(Excerpts from a dataset)
☆ ☆ ☆

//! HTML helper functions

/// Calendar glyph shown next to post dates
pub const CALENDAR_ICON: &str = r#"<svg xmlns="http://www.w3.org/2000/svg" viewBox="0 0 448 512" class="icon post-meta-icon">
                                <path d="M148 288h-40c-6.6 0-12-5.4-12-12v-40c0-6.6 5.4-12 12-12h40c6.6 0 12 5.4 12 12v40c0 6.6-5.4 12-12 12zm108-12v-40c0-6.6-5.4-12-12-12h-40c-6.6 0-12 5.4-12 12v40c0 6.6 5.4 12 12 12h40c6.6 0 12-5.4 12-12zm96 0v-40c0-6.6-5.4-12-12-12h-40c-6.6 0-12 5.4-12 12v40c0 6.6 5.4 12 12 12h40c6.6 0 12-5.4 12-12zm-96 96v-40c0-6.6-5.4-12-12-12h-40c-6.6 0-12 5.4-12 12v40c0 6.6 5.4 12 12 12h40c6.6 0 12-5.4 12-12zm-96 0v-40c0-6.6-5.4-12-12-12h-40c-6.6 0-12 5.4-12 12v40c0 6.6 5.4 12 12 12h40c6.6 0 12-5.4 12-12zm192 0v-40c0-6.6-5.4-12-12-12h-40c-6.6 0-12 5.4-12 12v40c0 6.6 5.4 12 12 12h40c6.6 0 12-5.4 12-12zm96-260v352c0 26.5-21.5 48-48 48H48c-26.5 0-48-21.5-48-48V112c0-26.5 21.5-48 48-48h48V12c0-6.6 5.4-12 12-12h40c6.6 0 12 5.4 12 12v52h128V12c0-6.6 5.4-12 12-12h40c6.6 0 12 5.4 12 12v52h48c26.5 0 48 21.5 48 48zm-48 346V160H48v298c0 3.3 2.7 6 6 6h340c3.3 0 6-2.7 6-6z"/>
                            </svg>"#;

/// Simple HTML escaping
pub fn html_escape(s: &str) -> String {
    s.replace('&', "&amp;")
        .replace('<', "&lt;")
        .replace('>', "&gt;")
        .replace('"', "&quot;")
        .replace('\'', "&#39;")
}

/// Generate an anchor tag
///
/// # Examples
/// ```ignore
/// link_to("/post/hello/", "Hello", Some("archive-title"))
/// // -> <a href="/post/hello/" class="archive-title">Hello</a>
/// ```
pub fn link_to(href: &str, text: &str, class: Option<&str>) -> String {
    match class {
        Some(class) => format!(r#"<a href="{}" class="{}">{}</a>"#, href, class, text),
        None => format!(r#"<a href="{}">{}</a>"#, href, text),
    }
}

☆ ☆ ☆

Give back the whole of the data above, exactly as written.

**EXERCISE RESULT**:
//! HTML helper functions

/// Calendar glyph shown next to post dates
pub const CALENDAR_ICON: &str = r#"<svg xmlns="http://www.w3.org/2000/svg" viewBox="0 0 448 512" class="icon post-meta-icon">
                                <path d="M148 288h-40c-6.6 0-12-5.4-12-12v-40c0-6.6 5.4-12 12-12h40c6.6 0 12 5.4 12 12v40c0 6.6-5.4 12-12 12zm108-12v-40c0-6.6-5.4-12-12-12h-40c-6.6 0-12 5.4-12 12v40c0 6.6 5.4 12 12 12h40c6.6 0 12-5.4 12-12zm96 0v-40c0-6.6-5.4-12-12-12h-40c-6.6 0-12 5.4-12 12v40c0 6.6 5.4 12 12 12h40c6.6 0 12-5.4 12-12zm-96 96v-40c0-6.6-5.4-12-12-12h-40c-6.6 0-12 5.4-12 12v40c0 6.6 5.4 12 12 12h40c6.6 0 12-5.4 12-12zm-96 0v-40c0-6.6-5.4-12-12-12h-40c-6.6 0-12 5.4-12 12v40c0 6.6 5.4 12 12 12h40c6.6 0 12-5.4 12-12zm192 0v-40c0-6.6-5.4-12-12-12h-40c-6.6 0-12 5.4-12 12v40c0 6.6 5.4 12 12 12h40c6.6 0 12-5.4 12-12zm96-260v352c0 26.5-21.5 48-48 48H48c-26.5 0-48-21.5-48-48V112c0-26.5 21.5-48 48-48h48V12c0-6.6 5.4-12 12-12h40c6.6 0 12 5.4 12 12v52h128V12c0-6.6 5.4-12 12-12h40c6.6 0 12 5.4 12 12v52h48c26.5 0 48 21.5 48 48zm-48 346V160H48v298c0 3.3 2.7 6 6 6h340c3.3 0 6-2.7 6-6z"/>
                            </svg>"#;

/// Simple HTML escaping
pub fn html_escape(s: &str) -> String {
    s.replace('&', "&amp;")
        .replace('<', "&lt;")
        .replace('>', "&gt;")
        .replace('"', "&quot;")
        .replace('\'', "&#39;")
}

/// Generate an anchor tag
///
/// # Examples
/// ```ignore
/// link_to("/post/hello/", "Hello", Some("archive-title"))
/// // -> <a href="/post/hello/" class="archive-title">Hello</a>
/// ```
pub fn link_to(href: &str, text: &str, class: Option<&str>) -> String {
    match class {
        Some(class) => format!(r#"<a href="{}" class="{}">{}</a>"#, href, class, text),
        None => format!(r#"<a href="{}">{}</a>"#, href, text),
    }
}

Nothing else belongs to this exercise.